◆ Your instructions ◆
The answer must be every entry, retyped without a single difference.

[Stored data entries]
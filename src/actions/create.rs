//! Creating habits

use chrono::{DateTime, Utc};

use crate::actions::ActionError;
use crate::domain::{HabitId, NewHabit};
use crate::storage::DocumentStore;

/// Create a new habit and return the ID the store assigned
///
/// `now` becomes the habit's `createdAt`.
pub fn create_habit<S: DocumentStore + ?Sized>(
    store: &S,
    params: NewHabit,
    now: DateTime<Utc>,
) -> Result<HabitId, ActionError> {
    let document = params.into_document(now)?;
    let habit_id = store.insert_one(document)?;

    tracing::info!("Created habit {}", habit_id);
    Ok(habit_id)
}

◆ Solution ◆
filename src/actions/create.rs
//! Creating habits

use chrono::{DateTime, Utc};

use crate::actions::ActionError;
use crate::domain::{HabitId, NewHabit};
use crate::storage::DocumentStore;

/// Create a new habit and return the ID the store assigned
///
/// `now` becomes the habit's `createdAt`.
pub fn create_habit<S: DocumentStore + ?Sized>(
    store: &S,
    params: NewHabit,
    now: DateTime<Utc>,
) -> Result<HabitId, ActionError> {
    let document = params.into_document(now)?;
    let habit_id = store.insert_one(document)?;

    tracing::info!("Created habit {}", habit_id);
    Ok(habit_id)
}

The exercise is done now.